A Dinâmica da Desinformação e o Abuso de Função
A princípio, as investigações apontaram que uma servidora pública da própria instituição alimentava as páginas com conteúdos ofensivos e contrários às diretrizes de imunização do país. Portanto, o processo destaca que a ré se aproveitava de sua condição funcional e da imagem institucional do Castelo Mourisco para conferir uma falsa sensação de legitimidade aos textos publicados. Dessa forma, a conduta da acusada criava uma armadilha digital que confundia os cidadãos que buscavam orientações médicas seguras.
Vale ressaltar ainda que a Fiocruz alertou a Justiça sobre os graves riscos dessa prática para a coletividade. Consequentemente, a permanência desses perfis no ar poderia sabotar campanhas de vacinação em andamento, minar a confiança da população nas autoridades sanitárias e destruir a reputação de pesquisadores dedicados à ciência.
Limites da Crítica e Penalidades Aplicadas
No que diz respeito aos fundamentos da sentença jurídica, o magistrado responsável sublinhou que a atuação da servidora ultrapassou os limites constitucionais da liberdade de expressão e da crítica jornalística ou pessoal. Dessa maneira, o tribunal caracterizou a atividade cibernética como uma campanha deliberada de difamação e sabotagem institucional. Nesse contexto, para garantir o cumprimento imediato da ordem, o juiz fixou as seguintes sanções:
A obrigação de derrubada imediata das contas sob a responsabilidade técnica da plataforma Meta.
A aplicação de uma multa diária de R$ 10 mil para a ré e para a rede social em caso de desobediência à ordem judicial.
A manutenção do monitoramento de novas páginas que tentem replicar o conteúdo banido.

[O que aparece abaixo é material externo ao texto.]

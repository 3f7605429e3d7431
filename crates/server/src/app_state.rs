use crate::api::ApiContext;

#[derive(Clone)]
pub(crate) struct AppState {
    pub(crate) api: ApiContext,
    pub(crate) app_name: String,
}
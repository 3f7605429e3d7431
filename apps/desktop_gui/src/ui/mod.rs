//! UI layer for the world form: app shell and panels.

pub mod app;
mod panels;

pub use app::{StartupConfig, WorldFormApp};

Além disso, a AGU e os órgãos de controle interno avaliam o desdobramento do caso na esfera administrativa, o que pode resultar em sanções estatutárias contra a funcionária. Assim sendo, a medida judicial serve como um precedente importante para coibir o uso de cargos públicos no fortalecimento de redes de boataria.
A Defesa da Verdade Institucional
Em um panorama geral, a intervenção do Judiciário reafirma a intolerância das instituições contra o uso criminoso das redes sociais para enfraquecer o sistema de saúde. Afinal, o compartilhamento de mentiras durante crises sanitárias ou campanhas de vacinação coloca vidas humanas em risco direto. Logo, a punição financeira aplicada à Meta e à idealizadora reforça o entendimento de que a internet não é uma terra sem leis, exigindo responsabilidade tanto de quem publica quanto das plataformas que hospedam o conteúdo.